2026-06-09
Book: The pocket farrier, or, Approved receipts : collected from different authors with an intent to cure or assist any immediate accidents that may happen to a horse till further help can be had by Johnson, Jacob, 1771?-1819, printer, Trenchard, James, b. 1747, engraver (1807)
Read it: Internet Archive
Flip through this slim 1807 pamphlet — small enough to carry in a saddlebag — and you'll find a startling pattern: nearly every wound and skin-infection recipe begins with the same humble pantry ingredient. Honey.
The very first entry sets the tone:
1. A digestive Ointment.

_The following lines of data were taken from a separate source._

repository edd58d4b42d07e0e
pub mod commands;
pub mod handlers;
pub mod output;
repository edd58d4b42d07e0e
pub mod command;
pub mod config_io;
pub mod sources;
pub mod task_file;
pub mod watcher;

Venice turpentine one ounce, the yelk of two eggs, honey, and tincture of myrrh, an ounce of each.
For cracked heels, the unknown compiler offers an ointment of "Turpentine, honey, hog's lard, and burnt alum, equal quantities." For "the Grease" — a stubborn bacterial dermatitis on horses' fetlocks that still plagues stables today — the prescription is even more elaborate:
First bleed the horse, and put a rowel in the bottom of his belly; then take 4 oz. of oil of olives, 1 lb. of honey, and 1 lb. of alum, 2 ounces of white sugar candy, one drachm of white vitriol, beaten all very fine... warm it, and then spread it upon some tow, and bind it to the sore.
Strip away the bloodletting and the rowel (a barbaric drainage device), and what remains is essentially a medical-grade honey dressing — exactly the treatment that modern wound-care clinics rediscovered in the 1990s and now sell for $40 a tube.
The science is now well-established. Honey is hygroscopic (it pulls water out of bacteria), naturally acidic (pH ~3.5–4.5, hostile to most pathogens), and slowly releases hydrogen peroxide through the glucose-oxidase enzyme. Manuka honey from New Zealand is so effective against MRSA and chronic non-healing wounds that it's FDA-cleared as a medical device. Hospitals use it on diabetic ulcers, burns, and surgical sites that won't close.
The 1807 farrier didn't know about Staphylococcus or hydrogen peroxide. But he — or whichever country veterinarian's notebook he was copying from — had observed something real: horses treated with honey-and-alum poultices got better. The alum (an astringent aluminum salt) also has documented antimicrobial activity. The olive oil kept the dressing pliable. Even the bizarre-sounding "white sugar candy" makes sense — sugar dressings are still used today in resource-limited clinics, working by the same osmotic mechanism as honey.
What strikes me most is how casually the recipe is presented. No theory, no mechanism, no claim of novelty — just "this is what works." The book is essentially a pre-germ-theory clinical pocket reference, encoding generations of stable-yard observation into something a traveler could carry on horseback. Most of its remedies have been (rightly) abandoned. But the honey wound dressings outlived the germ-theory revolution that should have killed them, came back into hospitals two centuries later, and now coat the bandages used on Iraq War veterans.